Documentation¶
The README is the front door. This directory has the longer-form material.
Guides¶
| Guide | When you want it |
|---|---|
| Concepts | Mental model of the methodology — bearers, expression functions, contexts, the endorsement function E_M, the derived frame, the benchmark, the metrics. Pedagogical complement to the paper, §3–4. |
| Authoring benchmarks | Writing your own benchmark.json for a new domain — bearer carving, expression functions, RSR targets, factorial design, construction provenance, reference panels, validation. |
| Interpreting metrics | What κ_C, κ_F, κ_F* (per-panel and cross-panel) tell you; reading by-tag and factor-effects decompositions; sensitivity-sweep stability verdicts; what to do about low coverage. |
| Providers | Per-provider quirks: Anthropic's seed ignore, DeepSeek's silent reasoning tokens, OpenRouter attribution headers, the OpenAI Chat-Completions choice. |
| Construct-validity workflow | End-to-end practitioner's guide for producing reproducible, well-founded evidence for a claim of inferential mastery against a carving. Covers the framework's nine analytical capabilities plus the research-program responsibilities that remain outside the tool. |
| Closing the construct-validity gap | Implementation-annotated companion to the workflow guide — which requirements (R1–R21) each release closed, what remains research-program work, and the as-shipped coverage table. |
Tutorials (Jupyter notebooks)¶
Each tutorial runs end-to-end without any API key by using the bundled ReplayProvider fixture or ScriptedProvider.
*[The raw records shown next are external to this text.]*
//! # Compression
//!
//! The pluggable compression stage applied to the whole sealed buffer: last on
//! encode, first on decode.
//!
//! The codec consumes any [`Compressor`]. Two built-in providers ship with the
//! crate through [`BuiltinCompressor`]:
//! - **LZ4** (default): fast, size-prepended block format
//! - **Zstd**: better ratio, configurable level
//!
//! ## Security
//! Decompression output is capped at the codec's buffer limit, passed in on
//! every call, so that a small hostile buffer cannot claim an enormous output
//! size and exhaust memory.

use crate::error::{CodecError, Result};
use serde::{Deserialize, Serialize};
use std::io::Read;

/// Default Zstd level for [`BuiltinCompressor`]
pub const DEFAULT_ZSTD_LEVEL: i32 = 1;

/// A byte transform whose `decompress` exactly inverts `compress`.
///
/// Implementations are shared across threads by the codec.
pub trait Compressor: Send + Sync {
    /// Compress a sealed buffer
    fn compress(&self, data: &[u8]) -> Result<Vec<u8>>;

    /// Invert [`Compressor::compress`], producing at most `max_output` bytes.
    ///
    /// The codec passes its own buffer limit so that anything it agreed to
    /// encode also decompresses.
    fn decompress(&self, data: &[u8], max_output: usize) -> Result<Vec<u8>>;

    /// Name used in logs
    fn name(&self) -> &'static str {
        "custom"
    }
}

#[derive(Copy, Clone, Debug, PartialEq, Eq, Default, Serialize, Deserialize)]
#[serde(rename_all = "lowercase")]
pub enum CompressionKind {
    #[default]
    Lz4,
    Zstd,
}

impl CompressionKind {
    /// Get human-readable name
    pub fn name(self) -> &'static str {
        match self {
            CompressionKind::Lz4 => "lz4",
            CompressionKind::Zstd => "zstd",
        }
    }
}

/// Compress with an explicit Zstd level (ignored for LZ4)
pub fn compress_with_level(data: &[u8], kind: &CompressionKind, level: i32) -> Result<Vec<u8>> {
    match kind {
        CompressionKind::Lz4 => Ok(lz4_flex::compress_prepend_size(data)),
        CompressionKind::Zstd => {
            let mut out = Vec::new();
            zstd::stream::copy_encode(data, &mut out, level)
                .map_err(|_| CodecError::CompressionFailure)?;
            Ok(out)
        }
    }
}

/// Decompress, refusing to produce more than `max_output` bytes
pub fn decompress_with_limit(
    data: &[u8],
    kind: &CompressionKind,
    max_output: usize,
) -> Result<Vec<u8>> {
    match *kind {
        CompressionKind::Lz4 => {
            // lz4_flex prepends the uncompressed size as 4 little-endian bytes;
            // check it before lz4_flex allocates
            if data.len() < 4 {
                return Err(CodecError::DecompressionFailure);
            }

            let claimed_size = u32::from_le_bytes([data[0], data[1], data[2], data[3]]) as usize;
            if claimed_size > max_output {
                return Err(CodecError::DecompressionFailure);
            }

            let decompressed = lz4_flex::decompress_size_prepended(data)
                .map_err(|_| CodecError::DecompressionFailure)?;

            if decompressed.len() > max_output {
                return Err(CodecError::DecompressionFailure);
            }
            Ok(decompressed)
        }
        CompressionKind::Zstd => {
            let mut out = Vec::new();
            let mut reader = zstd::stream::Decoder::new(data)
                .map_err(|_| CodecError::DecompressionFailure)?;

            // Read in chunks to enforce size limit
            let mut buffer = [0u8; 8192];
            loop {
                match reader.read(&mut buffer) {
                    Ok(0) => break, // EOF
                    Ok(n) => {
                        out.extend_from_slice(&buffer[..n]);
                        if out.len() > max_output {
                            return Err(CodecError::DecompressionFailure);
                        }
                    }
                    Err(_) => return Err(CodecError::DecompressionFailure),
                }
            }
            Ok(out)
        }
    }
}

/// LZ4 or Zstd with a level
#[derive(Debug, Clone, Copy, PartialEq, Eq)]
pub struct BuiltinCompressor {
    kind: CompressionKind,
    level: i32,
}

impl BuiltinCompressor {
    pub fn new(kind: CompressionKind) -> Self {
        Self {
            kind,
            level: DEFAULT_ZSTD_LEVEL,
        }
    }

    pub fn lz4() -> Self {
        Self::new(CompressionKind::Lz4)
    }

    pub fn zstd(level: i32) -> Self {
        Self::new(CompressionKind::Zstd).with_level(level)
    }

    /// Set the Zstd level (ignored for LZ4)
    pub fn with_level(mut self, level: i32) -> Self {
        self.level = level;
        self
    }

    pub fn kind(&self) -> CompressionKind {
        self.kind
    }
}

impl Default for BuiltinCompressor {
    fn default() -> Self {
        Self::lz4()
    }
}

impl Compressor for BuiltinCompressor {
    fn compress(&self, data: &[u8]) -> Result<Vec<u8>> {
        compress_with_level(data, &self.kind, self.level)
    }

    fn decompress(&self, data: &[u8], max_output: usize) -> Result<Vec<u8>> {
        decompress_with_limit(data, &self.kind, max_output)
    }

    fn name(&self) -> &'static str {
        self.kind.name()
    }
}
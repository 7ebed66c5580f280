#![no_main]

use framewire::core::codec::Codec;
use framewire::core::integrity;
use framewire::wire_record;
use libfuzzer_sys::fuzz_target;
use std::collections::BTreeMap;

#[derive(Debug, Default)]
struct Target {
    id: u64,
    name: String,
    children: Vec<Target>,
    attrs: BTreeMap<String, i32>,
}

wire_record! {
    Target { id: u64, name: String, children: Vec<Target>, attrs: BTreeMap<String, i32> }
}

fuzz_target!(|data: &[u8]| {
    // Raw input almost always fails the hash check; exercise that path
    let _ = Codec::plain().decode::<Target>(data);
    let _ = Codec::default().decode::<Target>(data);

    // Seal the input so the frame parser sees it
    let sealed = integrity::seal(data.to_vec());
    let _ = Codec::plain().decode::<Target>(&sealed);
    let _ = Codec::plain().decode::<Vec<Option<String>>>(&sealed);
    let _ = Codec::plain().decode::<(u32, [u8; 4], char)>(&sealed);
});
To replace replay/scripted with a real provider, set the appropriate API key env var (ANTHROPIC_API_KEY, OPENAI_API_KEY, or OPENROUTER_API_KEY) and swap the provider construction call.
| Tutorial | Topic |
|---|---|
01_quickstart.ipynb |
The README quickstart, interactively — describe → validate → evaluate → metrics, against the committed stop-sign replay fixture. |
02_authoring_a_benchmark.ipynb |
Build a small medical-defeasibility benchmark from scratch. Carve bearers, write expressions, declare items, validate, evaluate against the replay provider. |
03_paraphrase_axis_experiment.ipynb |
Narrate the cross-model paraphrase-axis experiment from experiments/paraphrase_axis_triangulation.py, with explanations between the cells that produce the cross-model κ_C table. |
04_pulmonology_visualization.ipynb |
Visual analytics on the bundled pulmonary-edema benchmark + the six cross-family evaluations: bearer co-occurrence heatmap, per-target verdict distribution, item × model verdict matrix, pairwise Cohen κ, per-item disagreement counts. Requires matplotlib + pandas. |
Reference¶
- API reference: the docstrings in
src/infereval/*.pyare kept comprehensive and paper-cross-referenced.help(infereval.evaluation.evaluate)is reliable. - CLI commands (each has
--help):validate,describe,evaluate,metrics,structure(v0.4.0),model(v0.4.1),sweep(v0.4.2),report(v0.5.0). - JSON Schemas (Draft 2020-12): see
schemas.mdfor the rendered field reference; the raw files are committed atbenchmark.schema.jsonandevaluation.schema.json. They are generated from the Pydantic models; a drift test keeps them in sync. - Paper: the methodology's normative specification, Note on Simonelli's Stop Sign Dialogue (Allen 2026), is maintained as a separate paper. These docs are the gentle introduction.
Stability¶
- Framework version: 0.x — public Python API may shift between minor releases. Stable from 1.0.
- JSON schemas (
schema_version: "1.0"): versioned independently from the framework. Stability from 1.0 onward is promised regardless of framework version. The construct-validity infrastructure series (v0.3.0 → v0.5.1) added optional fields only — every pre-0.3.0 benchmark continues to validate against the current schema. - CLI surface: subcommand and flag names track the framework version. Stable from 1.0.
See CHANGELOG.md at the repo root for per-release notes.